## [What is needed]
Go through the data below and work out how many lines contain "NotFound"; the answer is the number alone.

▶

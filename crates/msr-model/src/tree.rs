//! The persisted configuration tree.
//!
//! Handlers only ever see the tree through a transaction's working copy; the
//! copy replaces the committed tree when the transaction succeeds.

use std::collections::BTreeMap;
use std::fmt;

use serde_json::{Map, Value};

use crate::address::{PathElement, ResourceAddress};
use crate::kind::ResourceKind;
use crate::node::{Attributes, ConfigNode};

#[derive(Clone, Debug, PartialEq, Eq)]
pub enum TreeError {
    /// The root address names no node.
    RootAddress,
    NotFound { address: String },
    ParentMissing { address: String },
    AlreadyExists { address: String },
    InvalidNesting { address: String },
}

impl fmt::Display for TreeError {
    fn fmt(&self, f: &mut fmt::Formatter<'_>) -> fmt::Result {
        match self {
            Self::RootAddress => write!(f, "operation not allowed on the tree root"),
            Self::NotFound { address } => write!(f, "resource '{address}' not found"),
            Self::ParentMissing { address } => {
                write!(f, "parent of '{address}' does not exist")
            }
            Self::AlreadyExists { address } => write!(f, "resource '{address}' already exists"),
            Self::InvalidNesting { address } => {
                write!(f, "resource '{address}' cannot be placed under its parent")
            }
        }
    }
}

impl std::error::Error for TreeError {}

#[derive(Clone, Debug, Default, PartialEq)]
pub struct ConfigTree {
    roots: BTreeMap<PathElement, ConfigNode>,
}

impl ConfigTree {
    pub fn new() -> Self {
        Self::default()
    }

    pub fn read(&self, address: &ResourceAddress) -> Option<&ConfigNode> {
        let (first, rest) = address.elements().split_first()?;
        let mut node = self.roots.get(first)?;
        for e in rest {
            node = node.child(e)?;
        }
        Some(node)
    }

    fn read_mut(&mut self, address: &ResourceAddress) -> Option<&mut ConfigNode> {
        let (first, rest) = address.elements().split_first()?;
        let mut node = self.roots.get_mut(first)?;
        for e in rest {
            node = node.child_mut(e)?;
        }
        Some(node)
    }

    pub fn exists(&self, address: &ResourceAddress) -> bool {
        self.read(address).is_some()
    }

    /// `true` when the parent exists and already has a child named by the
    /// address's last segment. The root always "exists" as a parent.
    pub fn has_child(&self, address: &ResourceAddress) -> bool {
        let (Some(parent), Some(last)) = (address.parent(), address.last()) else {
            return false;
        };
        if parent.is_root() {
            return self.roots.contains_key(last);
        }
        self.read(&parent).map(|p| p.has_child(last)).unwrap_or(false)
    }

    pub fn parent_exists(&self, address: &ResourceAddress) -> bool {
        match address.parent() {
            Some(p) if p.is_root() => true,
            Some(p) => self.exists(&p),
            None => false,
        }
    }

    /// Top-level nodes of one kind.
    pub fn roots_of(&self, kind: ResourceKind) -> impl Iterator<Item = &ConfigNode> {
        self.roots.values().filter(move |n| n.kind == kind)
    }

    pub fn insert(
        &mut self,
        address: &ResourceAddress,
        attributes: Attributes,
    ) -> Result<(), TreeError> {
        let last = address.last().ok_or(TreeError::RootAddress)?;
        let parent = address.parent().ok_or(TreeError::RootAddress)?;
        if !last.kind.allowed_under(parent.kind()) {
            return Err(TreeError::InvalidNesting {
                address: address.to_string(),
            });
        }
        if self.has_child(address) {
            return Err(TreeError::AlreadyExists {
                address: address.to_string(),
            });
        }
        let node = ConfigNode::new(last.kind, last.name.clone(), attributes);
        if parent.is_root() {
            self.roots.insert(node.element(), node);
            return Ok(());
        }
        let parent_node = self
            .read_mut(&parent)
            .ok_or_else(|| TreeError::ParentMissing {
                address: address.to_string(),
            })?;
        parent_node.insert_child(node);
        Ok(())
    }

    /// Removes the node and its whole subtree, returning it.
    pub fn remove(&mut self, address: &ResourceAddress) -> Result<ConfigNode, TreeError> {
        let last = address.last().ok_or(TreeError::RootAddress)?;
        let parent = address.parent().ok_or(TreeError::RootAddress)?;
        let removed = if parent.is_root() {
            self.roots.remove(last)
        } else {
            self.read_mut(&parent).and_then(|p| p.remove_child(last))
        };
        removed.ok_or_else(|| TreeError::NotFound {
            address: address.to_string(),
        })
    }

    /// Writes one attribute, returning the previous value (`Null` if unset).
    pub fn write_attribute(
        &mut self,
        address: &ResourceAddress,
        name: &str,
        value: Value,
    ) -> Result<Value, TreeError> {
        let node = self.read_mut(address).ok_or_else(|| TreeError::NotFound {
            address: address.to_string(),
        })?;
        Ok(node
            .attributes
            .insert(name.to_string(), value)
            .unwrap_or(Value::Null))
    }

    pub fn to_json(&self) -> Value {
        let out: Map<String, Value> = self
            .roots
            .iter()
            .map(|(k, v)| (k.to_string(), v.to_json()))
            .collect();
        Value::Object(out)
    }
}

◀

## [Answer to the exercise]
4